Failure to Follow NPO and Thickened Liquid Orders Resulting in Choking Episode
Penalty
Summary
The deficiency involves the facility’s failure to follow a physician’s order for a resident who was ordered nothing by mouth (NPO). A resident with cerebral palsy and autism, who had a PEG tube and an NPO order dated 04/21/25, was given a cola by a staff member who was not familiar with the resident. The resident, who had been determined incapacitated on 04/21/25 and had a BIMS score of 9 indicating moderate cognitive impairment, requested the cola, took a drink, and immediately coughed. Nursing documentation noted that the resident was aware of her NPO status but still requested the cola, and that the cola was removed after the choking episode and the resident was taken to the nurse for assessment. The incident was documented in nursing notes as a choking episode that occurred during activities when the resident was in the dining room post-activity, before the noon meal. Record review also showed that several other residents in the facility had orders for specialized liquid consistencies, including nectar thick liquids and honey thick liquids.

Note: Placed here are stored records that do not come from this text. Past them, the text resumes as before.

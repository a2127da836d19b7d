//! Process wiring: logging, the form backend and the module registry.

use std::sync::Arc;

use anyhow::Result;
use tracing_subscriber::EnvFilter;

use arbridge_core::{ModuleRegistry, ModuleService};
use arbridge_forms::InMemoryFormStore;
use incident_module::IncidentModule;
use work_order_module::WorkOrderModule;

use crate::config::{AppConfig, LogFormat};

/// Filter directive for the subscriber. Each `-v` raises verbosity above
/// the configured level: `-v` debug, `-vv` trace.
fn log_directive(config: &AppConfig, verbose: u8) -> String {
    match verbose {
        0 => config.logging.level.clone(),
        1 => "debug".to_owned(),
        _ => "trace".to_owned(),
    }
}

/// Initializes the global tracing subscriber.
///
/// `RUST_LOG` wins over the configured level; `verbose` counts from the CLI
/// win over both.
pub fn init_logging(config: &AppConfig, verbose: u8) {
    let filter = EnvFilter::try_from_default_env()
        .unwrap_or_else(|_| EnvFilter::new(log_directive(config, verbose)));

    let builder = tracing_subscriber::fmt().with_env_filter(filter);
    match config.logging.format {
        LogFormat::Pretty => builder.init(),
        LogFormat::Json => builder.json().init(),
    }
}

/// Builds the dispatch orchestrator with every enabled module registered
/// against a shared in-memory form backend.
pub fn build_service(config: &AppConfig) -> Result<Arc<ModuleService>> {
    let store: Arc<InMemoryFormStore> =
        Arc::new(InMemoryFormStore::with_starting_id(config.forms.starting_entry_id));
    let registry = Arc::new(ModuleRegistry::new());

    if config.modules.incident.enabled {
        registry.register(Arc::new(IncidentModule::new(store.clone())))?;
        tracing::info!(module_type = "incident", "module registered");
    }
    if config.modules.work_order.enabled {
        registry.register(Arc::new(WorkOrderModule::new(store.clone())))?;
        tracing::info!(module_type = "workorder", "module registered");
    }

    if registry.is_empty() {
        tracing::warn!("no modules enabled; every dispatch will be rejected");
    }

    Ok(Arc::new(ModuleService::new(registry)))
}
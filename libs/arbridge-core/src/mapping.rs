//! Field-translation helpers shared by all modules.
//!
//! A module declares a static table from canonical field names to the
//! target system's field identifiers. Both translation directions run over
//! the same table, so round-trip fields stay consistent by construction.
//!
//! Forward translation is permissive by policy: canonical fields absent from
//! the table are dropped, not rejected. The module is the authority on which
//! fields it understands; callers may send extra metadata without tripping
//! validation.

use crate::model::FieldMap;

/// Declarative mapping table: `(canonical name, target-system identifier)`.
pub type FieldTable = [(&'static str, &'static str)];

/// Translates canonical fields into the target system's field layout.
///
/// Unmapped fields are silently dropped.
#[must_use]
pub fn to_target_fields(table: &FieldTable, fields: &FieldMap) -> FieldMap {
    let mut out = FieldMap::new();
    for (name, value) in fields {
        if let Some((_, target)) = table.iter().find(|(canonical, _)| canonical == name) {
            out.insert((*target).to_owned(), value.clone());
        }
    }
    out
}

/// Translates a target-system record back into canonical field names.
///
/// Iterates the table (not the record), so target fields without a canonical
/// counterpart are left behind; modules lift special fields such as generated
/// identifiers themselves.
#[must_use]
pub fn from_target_fields(table: &FieldTable, fields: &FieldMap) -> FieldMap {
    let mut out = FieldMap::new();
    for (canonical, target) in table {
        if let Some(value) = fields.get(*target) {
            out.insert((*canonical).to_owned(), value.clone());
        }
    }
    out
}
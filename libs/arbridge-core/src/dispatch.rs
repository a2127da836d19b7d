//! Dispatch orchestrator: the entry point the boundary layer consumes.

use std::sync::Arc;

use uuid::Uuid;

use crate::error::GatewayError;
use crate::model::{FieldMap, GenericRequest, GenericResponse};
use crate::registry::ModuleRegistry;

/// Metadata key under which each dispatched request carries its generated
/// request identifier.
pub const REQUEST_ID_KEY: &str = "request_id";

/// The identifier field name a module type expects in its data payload.
///
/// Identifier-bearing operations (get/update) inject the entry id under
/// this name before the request is built. Unrecognized types fall back to a
/// generic `id` field.
#[must_use]
pub fn id_field_name(module_type: &str) -> &'static str {
    match module_type.to_ascii_lowercase().as_str() {
        "incident" => "incidentId",
        "workorder" => "workOrderId",
        "change" => "changeId",
        _ => "id",
    }
}

/// Builds canonical requests, resolves the target module and delegates to
/// its `process`, returning the module's response verbatim.
pub struct ModuleService {
    registry: Arc<ModuleRegistry>,
}

impl ModuleService {
    #[must_use]
    pub fn new(registry: Arc<ModuleRegistry>) -> Self {
        Self { registry }
    }

    /// All registered module types.
    #[must_use]
    pub fn module_types(&self) -> Vec<String> {
        self.registry.module_types()
    }

    #[must_use]
    pub fn module_exists(&self, module_type: &str) -> bool {
        self.registry.contains(module_type)
    }

    /// Dispatches an arbitrary operation to the module registered for
    /// `module_type`.
    ///
    /// # Errors
    ///
    /// Returns [`GatewayError::ModuleNotFound`] when no module is registered
    /// for the type (no module method is invoked), or whatever the module's
    /// `process` reports.
    pub async fn dispatch(
        &self,
        module_type: &str,
        operation: &str,
        data: FieldMap,
    ) -> Result<GenericResponse, GatewayError> {
        let Some(module) = self.registry.get(module_type) else {
            tracing::debug!(module_type, "dispatch to unknown module type");
            return Err(GatewayError::ModuleNotFound(module_type.to_owned()));
        };

        let request_id = Uuid::new_v4();
        let request = GenericRequest::new(module_type, operation, data)
            .with_metadata_entry(REQUEST_ID_KEY, request_id.to_string());

        tracing::info!(
            module_type,
            operation = request.operation(),
            %request_id,
            "dispatching request"
        );

        let response = module.process(&request).await?;
        tracing::debug!(
            module_type,
            %request_id,
            status = %response.status(),
            "module processed request"
        );
        Ok(response)
    }

    /// Creates an entry in the given module.
    ///
    /// # Errors
    ///
    /// See [`ModuleService::dispatch`].
    pub async fn create_entry(
        &self,
        module_type: &str,
        data: FieldMap,
    ) -> Result<GenericResponse, GatewayError> {
        self.dispatch(module_type, "create", data).await
    }

    /// Retrieves an entry by id, injecting it under the module-specific
    /// identifier field name.
    ///
    /// # Errors
    ///
    /// See [`ModuleService::dispatch`].
    pub async fn get_entry(
        &self,
        module_type: &str,
        entry_id: &str,
    ) -> Result<GenericResponse, GatewayError> {
        let mut data = FieldMap::new();
        data.insert(
            id_field_name(module_type).to_owned(),
            serde_json::Value::String(entry_id.to_owned()),
        );
        self.dispatch(module_type, "get", data).await
    }

    /// Updates an entry by id; the id is injected into the payload before
    /// the request is built.
    ///
    /// # Errors
    ///
    /// See [`ModuleService::dispatch`].
    pub async fn update_entry(
        &self,
        module_type: &str,
        entry_id: &str,
        mut data: FieldMap,
    ) -> Result<GenericResponse, GatewayError> {
        data.insert(
            id_field_name(module_type).to_owned(),
            serde_json::Value::String(entry_id.to_owned()),
        );
        self.dispatch(module_type, "update", data).await
    }

    /// Searches entries with free-form criteria.
    ///
    /// # Errors
    ///
    /// See [`ModuleService::dispatch`].
    pub async fn search_entries(
        &self,
        module_type: &str,
        criteria: FieldMap,
    ) -> Result<GenericResponse, GatewayError> {
        self.dispatch(module_type, "search", criteria).await
    }
}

The facility acknowledged that a CNA provided the soft drink without checking the Kardex and diet orders. Interviews conducted later with various staff members, including dietary, nursing assistants, activities, therapy, environmental services, maintenance, and administration, revealed that staff could verbalize the need to verify a resident’s diet or refer the request to nursing before providing food or drink. However, the documentation provided from prior staff trainings did not specifically address the requirement to follow physician orders and to check those orders before giving residents any food or liquids.